When a thread needs to call the kernel service, it needs to switch from user to kernel. This process is called context switch. Because of security issues, the same stack is not used for user-mode code and kernel service code. Therefore, x86 systems have different stacks based on different privileged levels, when the kuatte permission level is used, different stacks need to be switched. The task Status section (TSS) of each task records the basic stack information (SS segment information and ESP Stack pointer) used by different priorities ), the CPU uses these methods to find the addresses of different stacks under different privileged levels. There are actually only two stacks, because Windows only has one privileged level, which is called user mode stack and kernel mode stack.
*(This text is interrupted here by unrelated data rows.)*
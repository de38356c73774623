/// Hyperliquid Funding Heatmap - Shared Library
///
/// Live terminal heatmap of perpetual-futures funding opportunities.
///
/// The library includes:
/// - Asset records, validation and the sorted catalog
/// - Return classification and the legend
/// - Liquidity threshold, selection and the view reducer
/// - REST client, the refresh scheduler and the browser opener
/// - Ratatui widgets for the grid, threshold panel and detail popup
pub mod shared;

// Re-export commonly used types for convenience
pub use shared::types::{AssetRecord, Side};

pub use shared::catalog::{Catalog, Snapshot};
pub use shared::classify::{classify, Bucket, LEGEND};
pub use shared::selection::SelectionState;
pub use shared::threshold::{visible, ThresholdState};

pub use shared::state::{reduce, ViewEvent, ViewState};

pub use shared::client::HttpAssetSource;
pub use shared::config::HeatmapConfig;
pub use shared::error::{ConfigError, FetchError};
pub use shared::scheduler::{AssetSource, FetchEvents, RefreshScheduler};

pub use shared::browser::open_in_browser;

pub use shared::format::{format_percentage, format_rate, format_usd, trade_url};
pub use shared::widget::{render_heatmap, HeatmapUi};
The basic data structure maintained by each thread in Windows records the basic information of the kernel state stack and user State stack. The kernel state stack is recorded in the _ kthread structure, the user State stack is recorded in the _ Teb structure.
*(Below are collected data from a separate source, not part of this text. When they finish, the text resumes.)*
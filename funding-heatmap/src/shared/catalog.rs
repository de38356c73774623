//! Current set of asset records plus refresh metadata

use std::collections::HashSet;

use chrono::{DateTime, Utc};
use tracing::warn;

use super::types::{AssetRecord, RawAssetRecord};

/// Validated, de-duplicated and sorted records from one successful fetch
#[derive(Debug, Clone, Default, PartialEq)]
pub struct Snapshot {
    assets: Vec<AssetRecord>,
    dropped: usize,
}

impl Snapshot {
    /// Build from already validated records. Duplicate names keep the first.
    pub fn new(records: Vec<AssetRecord>) -> Self {
        let total = records.len();
        let mut seen = HashSet::with_capacity(total);
        let mut assets: Vec<AssetRecord> = records
            .into_iter()
            .filter(|record| seen.insert(record.name.clone()))
            .collect();

        sort_by_magnitude(&mut assets);

        Self {
            dropped: total - assets.len(),
            assets,
        }
    }

    /// Build from raw wire values, dropping anything that does not validate
    pub fn from_values(values: Vec<serde_json::Value>) -> Self {
        let total = values.len();
        let valid: Vec<AssetRecord> = values
            .into_iter()
            .filter_map(|value| serde_json::from_value::<RawAssetRecord>(value).ok())
            .filter_map(RawAssetRecord::validate)
            .collect();
        let invalid = total - valid.len();

        let mut snapshot = Self::new(valid);
        snapshot.dropped += invalid;

        if snapshot.dropped > 0 {
            warn!(
                dropped = snapshot.dropped,
                kept = snapshot.assets.len(),
                "Dropped invalid asset records from snapshot"
            );
        }
        snapshot
    }

    pub fn assets(&self) -> &[AssetRecord] {
        &self.assets
    }

    /// Records rejected during normalization
    pub fn dropped(&self) -> usize {
        self.dropped
    }

    pub fn into_assets(self) -> Vec<AssetRecord> {
        self.assets
    }
}

/// Stable sort, descending by `abs(annualized_return)`
pub fn sort_by_magnitude(assets: &mut [AssetRecord]) {
    assets.sort_by(|a, b| {
        b.annualized_return
            .abs()
            .total_cmp(&a.annualized_return.abs())
    });
}

/// Asset catalog owned by the view
#[derive(Debug, Clone, Default, PartialEq)]
pub struct Catalog {
    assets: Vec<AssetRecord>,
    last_updated_at: Option<DateTime<Utc>>,
    error_message: Option<String>,
}

impl Catalog {
    pub fn new() -> Self {
        Self::default()
    }

    /// Replace the whole catalog with a fresh snapshot
    pub fn replace(&mut self, snapshot: Snapshot, at: DateTime<Utc>) {
        *self = Self {
            assets: snapshot.into_assets(),
            last_updated_at: Some(at),
            error_message: None,
        };
    }

    /// Record a failed refresh, keeping whatever data is already present
    pub fn fail(&mut self, message: String) {
        self.error_message = Some(message);
    }

    pub fn assets(&self) -> &[AssetRecord] {
        &self.assets
    }

    pub fn len(&self) -> usize {
        self.assets.len()
    }

    pub fn is_empty(&self) -> bool {
        self.assets.is_empty()
    }

    pub fn last_updated_at(&self) -> Option<DateTime<Utc>> {
        self.last_updated_at
    }

    pub fn error_message(&self) -> Option<&str> {
        self.error_message.as_deref()
    }

    /// True once any fetch has succeeded
    pub fn has_loaded(&self) -> bool {
        self.last_updated_at.is_some()
    }

    pub fn get(&self, name: &str) -> Option<&AssetRecord> {
        self.assets.iter().find(|a| a.name == name)
    }

    pub fn contains(&self, name: &str) -> bool {
        self.get(name).is_some()
    }

    /// Largest `liquidity_usd` across current assets
    pub fn max_liquidity_usd(&self) -> Option<f64> {
        self.assets
            .iter()
            .map(|a| a.liquidity_usd)
            .max_by(|a, b| a.total_cmp(b))
    }
}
Every windows thread has a data structure named _ kthread, which is located in the kernel space. It is an important basis for Windows to manage and record thread information and perform thread scheduling.

In the _ kthread structure, several members are used to record stack information.
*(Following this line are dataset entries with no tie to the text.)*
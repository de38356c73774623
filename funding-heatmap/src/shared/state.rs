//! View state container and its reducer
//!
//! All transitions (fetch lifecycle, threshold edits, selection) go through
//! [`ViewState::apply`], so the view loop is the only owner of the state and no
//! locking is needed. Fetch results carry the generation they were initiated with;
//! only the newest initiated generation is allowed to touch the catalog.

use chrono::{DateTime, Utc};
use tracing::{debug, warn};

use super::{
    catalog::{Catalog, Snapshot},
    error::FetchError,
    selection::SelectionState,
    threshold::{visible, ThresholdState},
    types::AssetRecord,
};

/// Inputs to the reducer
#[derive(Debug, Clone)]
pub enum ViewEvent {
    /// A fetch with this generation has been initiated
    FetchStarted { generation: u64 },
    /// A fetch finished (successfully or not)
    FetchCompleted {
        generation: u64,
        outcome: Result<Snapshot, FetchError>,
        received_at: DateTime<Utc>,
    },
    /// Threshold set from the input control (millions of USD)
    SetThreshold(f64),
    /// Threshold moved by a number of control steps
    StepThreshold(i32),
    Select(String),
    Dismiss,
    /// View torn down; everything after this is ignored
    Unmount,
}

/// Generation bookkeeping for single-flight
#[derive(Debug, Clone, Copy, Default, PartialEq, Eq)]
pub struct FetchSequence {
    /// Highest generation seen in a `FetchStarted`
    pub latest_initiated: u64,
    /// Highest generation whose completion has been processed
    pub latest_resolved: u64,
}

impl FetchSequence {
    pub fn in_flight(&self) -> bool {
        self.latest_resolved < self.latest_initiated
    }
}

#[derive(Debug, Clone)]
pub struct ViewState {
    pub catalog: Catalog,
    pub threshold: ThresholdState,
    pub selection: SelectionState,
    pub sequence: FetchSequence,
    mounted: bool,
}

impl Default for ViewState {
    fn default() -> Self {
        Self::new()
    }
}

impl ViewState {
    /// Fresh state as created on mount
    pub fn new() -> Self {
        Self {
            catalog: Catalog::new(),
            threshold: ThresholdState::new(),
            selection: SelectionState::new(),
            sequence: FetchSequence::default(),
            mounted: true,
        }
    }

    pub fn is_mounted(&self) -> bool {
        self.mounted
    }

    /// Apply one event in place
    pub fn apply(&mut self, event: ViewEvent) {
        if !self.mounted {
            debug!(?event, "Ignoring event after unmount");
            return;
        }

        match event {
            ViewEvent::FetchStarted { generation } => {
                self.sequence.latest_initiated = self.sequence.latest_initiated.max(generation);
            }
            ViewEvent::FetchCompleted { generation, outcome, received_at } => {
                self.complete_fetch(generation, outcome, received_at);
            }
            ViewEvent::SetThreshold(millions) => self.threshold.set(millions),
            ViewEvent::StepThreshold(steps) => self.threshold.step(steps),
            ViewEvent::Select(name) => self.selection.select(name),
            ViewEvent::Dismiss => self.selection.clear(),
            ViewEvent::Unmount => {
                self.mounted = false;
                self.selection.clear();
            }
        }
    }

    fn complete_fetch(
        &mut self,
        generation: u64,
        outcome: Result<Snapshot, FetchError>,
        received_at: DateTime<Utc>,
    ) {
        // A completion also counts as initiated
        self.sequence.latest_initiated = self.sequence.latest_initiated.max(generation);
        self.sequence.latest_resolved = self.sequence.latest_resolved.max(generation);

        if generation != self.sequence.latest_initiated {
            debug!(
                generation,
                latest = self.sequence.latest_initiated,
                "Discarding superseded fetch result"
            );
            return;
        }

        match outcome {
            Ok(snapshot) => {
                debug!(generation, assets = snapshot.assets().len(), "Applying snapshot");
                self.catalog.replace(snapshot, received_at);
                self.threshold.rebound(&self.catalog);
                if self.selection.reconcile(&self.catalog) {
                    debug!("Selected asset vanished from snapshot; dismissed detail");
                }
            }
            Err(error) => {
                warn!(generation, %error, "Funding refresh failed");
                self.catalog.fail(error.user_message());
            }
        }
    }

    /// Records passing the current threshold, in catalog order
    pub fn visible(&self) -> Vec<&AssetRecord> {
        visible(&self.catalog, &self.threshold)
    }

    /// The record backing the detail popup, if still present
    pub fn selected_asset(&self) -> Option<&AssetRecord> {
        self.selection.resolve(&self.catalog)
    }

    pub fn is_loading(&self) -> bool {
        self.sequence.in_flight()
    }

    /// Nothing has ever loaded and the last attempt failed
    pub fn shows_fullscreen_error(&self) -> bool {
        !self.catalog.has_loaded() && self.catalog.error_message().is_some()
    }

    /// Nothing has loaded yet and no error to show
    pub fn shows_initial_loading(&self) -> bool {
        !self.catalog.has_loaded() && self.catalog.error_message().is_none()
    }
}

/// Pure reducer form of [`ViewState::apply`]
pub fn reduce(mut state: ViewState, event: ViewEvent) -> ViewState {
    state.apply(event);
    state
}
Stackbase: The base address of the kernel state stack, that is, the starting address of the stack.

Stacklimit: the boundary of the kernel state stack. Because the stack grows down, its value is equal to stackbase minus the size of the kernel state stack.

Largestack: whether the stack has been switched to a large kernel state Stack

Kernelstack: The top stack address of the kernel state stack, used to save the top stack address (ESP)

Kernelstackresident: whether the kernel state stack is in physical memory

Initialstack: used to record the original top position of the stack when the kernel-State Code reversely calls the user-State Code

Callbackstack: used for reverse calling. It is used to record the stack pointer value before Vista.

You can use the. Thread command of windbg to obtain the _ ETHREAD address of a thread, and then use DT nt! _ Kthread [address] to obtain the preceding fields.

Because of the speed and support for multiple processors, windows does not use the x86CPU hardware-level character switching mechanism, but in order to allow the CPU to find the appropriate stack information during mode switching, windows creates a shared TSS segment for common threads in the system. When a software-based task is switched, Windows copies the kernel-state stack information of the current task to the TSS segment. The basic information of the user State stack is recorded in the thread information block (_ NT_TIB) structure. NT_TIB is the first part of the thread environment (TEB) structure, therefore, the _ NT_TIB structure can be displayed based on the TEB address. The basic functions of the User-state stack and kernel stack are the same. The difference is that the user-state stack is allocated to the user space of the process in which the user-state stack is located, and the kernel stack is allocated to the system space. User space is shared, while system space is global. That is to say, there are many user spaces in a system, and there is only one system space. Each process has its own 2 GB user space, that is, each process can use 0 ~ 0x7FFFFFFF, while the system space is global, the entire system only has 0x8000000 ~ 0xFFFFFFFF, 2 GB space, is shared by all processes. The size of a user-mode stack can be specified. The default size is 1 MB, while the kernel-mode stack is completely controlled by the system. The size varies depending on the processor structure, generally, the size ranges from 10 KB to dozens of KB. The following figure shows the default kernel state stack size for windows systems based on different processors.

In the x86CPU system, the initial size of the kernel state stack is 12KB.

In the x64CPU (Intel64 and AMD64) system, the core State stack is about 24KB, And the Itanium (Itanium) processor is about 32KB.

A gui thread usually needs a larger kernel state stack when calling kernel services such as GDI. Therefore, after a thread is changed to a GUI thread, windows will create a larger and increasing kernel state stack for it to replace the original stack, which is called a large Kernel stack.